//! Error taxonomy for the core subsystems.
//!
//! Every fallible operation reports success or failure explicitly; nothing in
//! this crate panics on bad input. `Malformed` covers wire data we received
//! and dropped, `Contract` covers misuse by the caller, `Exhausted` covers
//! build-time capacity limits.

use std::io;
use thiserror::Error;

#[derive(Debug, Error)]
pub enum Error {
    /// Caller violated an API precondition (detached message, shrink, range).
    #[error("invalid call: {0}")]
    Contract(&'static str),

    /// Received wire data is inconsistent; the datagram is dropped.
    #[error("malformed message: {0}")]
    Malformed(&'static str),

    /// Build-time capacity limit: TLV count at maximum or residual too small.
    #[error("no room: {0}")]
    Exhausted(&'static str),

    /// Address string/hostname could not be turned into a usable IP.
    #[error("cannot resolve '{0}'")]
    Resolve(String),

    #[error(transparent)]
    Io(#[from] io::Error),
}

pub type Result<T> = std::result::Result<T, Error>;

━━━━

### Exercise details
In the entries above, one line contains "use std::io;" and another contains "a usable IP.". Reproduce exactly those two lines and the lines between them, nothing else.

### Solution for this exercise
use std::io;
use thiserror::Error;

#[derive(Debug, Error)]
pub enum Error {
    /// Caller violated an API precondition (detached message, shrink, range).
    #[error("invalid call: {0}")]
    Contract(&'static str),

    /// Received wire data is inconsistent; the datagram is dropped.
    #[error("malformed message: {0}")]
    Malformed(&'static str),

    /// Build-time capacity limit: TLV count at maximum or residual too small.
    #[error("no room: {0}")]
    Exhausted(&'static str),

    /// Address string/hostname could not be turned into a usable IP.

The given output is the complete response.